Diffuse intrinsic pontine glioma (DIPG), an exceptionally lethal pediatric cancer with limited treatment options, is characterized by relentless proliferation and differentiation arrest, primarily influenced by H3K27M oncohistones. This study unveils that ID1 activation occurs independently of BMP signaling in H3.3K27M/ACVR1WT DIPG subtype. ID1 inhibition promotes cell differentiation and apoptosis in DIPG. Additionally, we discover the intricate regulation of ID1 tied to the lineage-specific transcription factor CREB5—an oncogenic contributor hindering differentiation in the H3.3K27M subtype of DIPG. The SWI/SNF complex is identified as a co-regulator of CREB5, further promoting tumorigenesis. Intriguingly, H3.3K27M oncohistones act as a trigger for CREB5 overexpression, facilitating the formation of super-enhancer promoter loops. Moreover, our research highlights the potent anti-tumor effect of ABBV-075 in treating DIPG. In essence, this study elucidates the oncohistone-driven H3.3K27M/CREB5/ID1 axis, providing insights into the malignant cellular state within a DIPG subtype and offering potential therapeutic avenues for this devastating pediatric cancer.

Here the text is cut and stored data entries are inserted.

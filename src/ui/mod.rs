//! gpui widget hosting a [`Viewer`] over a [`SceneCanvas`].
//!
//! Paints the current page frame and one overlay per field drawable, and
//! routes mouse events into the viewer's input machine. Event positions are
//! taken relative to `origin`, the widget's top-left corner in the window.
//!
//! Rasterized pages are painted as images. The gpui copy of a bitmap is
//! cached until the canvas draws a different one.

use crate::canvas::{PageFrame, SceneCanvas};
use crate::constants::RESIZE_HANDLE_SIZE;
use crate::profile_scope;
use crate::types::{CanvasPoint, DrawableKind};
use crate::viewer::Viewer;
use ::image::{Frame, RgbaImage};
use gpui::prelude::FluentBuilder;
use gpui::*;
use std::sync::Arc;
use tracing::warn;

/// Zoom factor applied per pixel of vertical scroll with the modifier held
const SCROLL_ZOOM_DIVISOR: f32 = 500.0;
/// Pixels panned per scrolled line
const LINE_SCROLL_PIXELS: f32 = 20.0;
/// Smallest zoom factor a single scroll event can apply
const MIN_SCROLL_ZOOM_FACTOR: f32 = 0.5;

pub struct ViewerView {
    viewer: Viewer<SceneCanvas>,
    origin: Point<Pixels>,
    page_image: Option<(Arc<RgbaImage>, Arc<RenderImage>)>,
}

/// gpui stores image pixels as BGRA.
fn to_render_image(bitmap: &RgbaImage) -> Arc<RenderImage> {
    let mut bgra = bitmap.clone();
    for pixel in bgra.pixels_mut() {
        pixel.0.swap(0, 2);
    }
    Arc::new(RenderImage::new(vec![Frame::new(bgra)]))
}

impl ViewerView {
    pub fn new(viewer: Viewer<SceneCanvas>) -> Self {
        Self {
            viewer,
            origin: point(px(0.0), px(0.0)),
            page_image: None,
        }
    }

    pub fn viewer(&self) -> &Viewer<SceneCanvas> {
        &self.viewer
    }

    pub fn viewer_mut(&mut self) -> &mut Viewer<SceneCanvas> {
        &mut self.viewer
    }

    /// Window position of the widget's top-left corner.
    pub fn set_origin(&mut self, origin: Point<Pixels>) {
        self.origin = origin;
    }

    fn local(&self, position: Point<Pixels>) -> CanvasPoint {
        CanvasPoint::new(
            f32::from(position.x - self.origin.x),
            f32::from(position.y - self.origin.y),
        )
    }

    /// The gpui image for the frame's bitmap, converted once per bitmap.
    fn page_image(&mut self, frame: &PageFrame) -> Option<Arc<RenderImage>> {
        let Some(bitmap) = frame.bitmap() else {
            self.page_image = None;
            return None;
        };
        match &self.page_image {
            Some((cached, image)) if Arc::ptr_eq(cached, bitmap) => Some(Arc::clone(image)),
            _ => {
                let image = to_render_image(bitmap);
                self.page_image = Some((Arc::clone(bitmap), Arc::clone(&image)));
                Some(image)
            }
        }
    }

    fn handle_mouse_down(&mut self, event: &MouseDownEvent, _window: &mut Window, cx: &mut Context<Self>) {
        match self.viewer.pointer_down(self.local(event.position)) {
            Ok(_) => cx.notify(),
            Err(e) => warn!("pointer down ignored: {}", e),
        }
    }

    fn handle_mouse_move(&mut self, event: &MouseMoveEvent, _window: &mut Window, cx: &mut Context<Self>) {
        if self.viewer.input_state().is_idle() {
            return;
        }
        match self.viewer.pointer_move(self.local(event.position)) {
            Ok(true) => cx.notify(),
            Ok(false) => {}
            Err(e) => warn!("pointer move ignored: {}", e),
        }
    }

    fn handle_mouse_up(&mut self, _event: &MouseUpEvent, _window: &mut Window, cx: &mut Context<Self>) {
        if self.viewer.pointer_up().is_some() {
            cx.notify();
        }
    }

    fn handle_scroll(&mut self, event: &ScrollWheelEvent, _window: &mut Window, cx: &mut Context<Self>) {
        let result = if event.modifiers.platform || event.modifiers.control {
            let factor = match event.delta {
                ScrollDelta::Pixels(delta) => 1.0 - f32::from(delta.y) / SCROLL_ZOOM_DIVISOR,
                ScrollDelta::Lines(delta) => 1.0 - delta.y / 50.0,
            }
            .max(MIN_SCROLL_ZOOM_FACTOR);
            self.viewer.zoom_at(factor, self.local(event.position)).map(|_| ())
        } else {
            let (dx, dy) = match event.delta {
                ScrollDelta::Pixels(delta) => (f32::from(delta.x), f32::from(delta.y)),
                ScrollDelta::Lines(delta) => (delta.x * LINE_SCROLL_PIXELS, delta.y * LINE_SCROLL_PIXELS),
            };
            self.viewer.pan_by(dx, dy)
        };
        match result {
            Ok(()) => cx.notify(),
            Err(e) => warn!("scroll ignored: {}", e),
        }
    }
}

impl Render for ViewerView {
    fn render(&mut self, _window: &mut Window, cx: &mut Context<Self>) -> impl IntoElement {
        profile_scope!("viewer_view_render");

        let transform = self.viewer.transform();
        let zoom = transform.zoom;
        let (offset_x, offset_y) = transform.offset;
        let selected_handle = self
            .viewer
            .selected_field()
            .and_then(|id| self.viewer.field(id))
            .and_then(|field| field.object.handle());

        let frame = self.viewer.surface().current_page().cloned();
        let page = frame.map(|frame| {
            let image = self.page_image(&frame);
            div()
                .absolute()
                .left(px(offset_x))
                .top(px(offset_y))
                .w(px(frame.size.0 * zoom))
                .h(px(frame.size.1 * zoom))
                .bg(rgb(0xffffff))
                .shadow_md()
                .when_some(image, |d, image| {
                    d.child(img(image).size_full().object_fit(ObjectFit::Fill))
                })
        });

        let overlays: Vec<Div> = self
            .viewer
            .surface()
            .visible_drawables()
            .into_iter()
            .map(|(handle, spec)| {
                let selected = selected_handle == Some(handle);
                let border = if selected {
                    hsla(210.0 / 360.0, 0.8, 0.5, 1.0)
                } else {
                    hsla(210.0 / 360.0, 0.5, 0.6, 0.8)
                };
                div()
                    .absolute()
                    .left(px(offset_x + spec.position.0 * zoom))
                    .top(px(offset_y + spec.position.1 * zoom))
                    .w(px(spec.size.0 * zoom))
                    .h(px(spec.size.1 * zoom))
                    .border_1()
                    .border_color(border)
                    .bg(hsla(210.0 / 360.0, 0.6, 0.9, 0.35))
                    .text_size(px(spec.font_size * zoom))
                    .text_color(rgb(0x1a1a1a))
                    .when(matches!(spec.kind, DrawableKind::TextBox), |d| {
                        d.px(px(2.0 * zoom)).child(spec.text.clone())
                    })
                    .when(selected, |d| {
                        d.border_2().child(
                            div()
                                .absolute()
                                .right(px(-RESIZE_HANDLE_SIZE / 2.0))
                                .bottom(px(-RESIZE_HANDLE_SIZE / 2.0))
                                .size(px(RESIZE_HANDLE_SIZE))
                                .bg(border),
                        )
                    })
            })
            .collect();

        div()
            .size_full()
            .relative()
            .overflow_hidden()
            .bg(rgb(0x3c3c3c))
            .children(page)
            .children(overlays)
            .on_mouse_down(MouseButton::Left, cx.listener(Self::handle_mouse_down))
            .on_mouse_move(cx.listener(Self::handle_mouse_move))
            .on_mouse_up(MouseButton::Left, cx.listener(Self::handle_mouse_up))
            .on_scroll_wheel(cx.listener(Self::handle_scroll))
    }
}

Overall design: To investigate the transcriptome impact of CREB5 in the regulation of DIPG malignant cell state, we performed total RNA-seq experiments in WT, CREB5 knock down (KD) DIPG17 cells. To investigate the transcriptome impact of ABBV-075 in the regulation of DIPG malignant cell state, we performed total RNA-seq experiments in DIPG17 cells treated with DMSO and ABBV-075.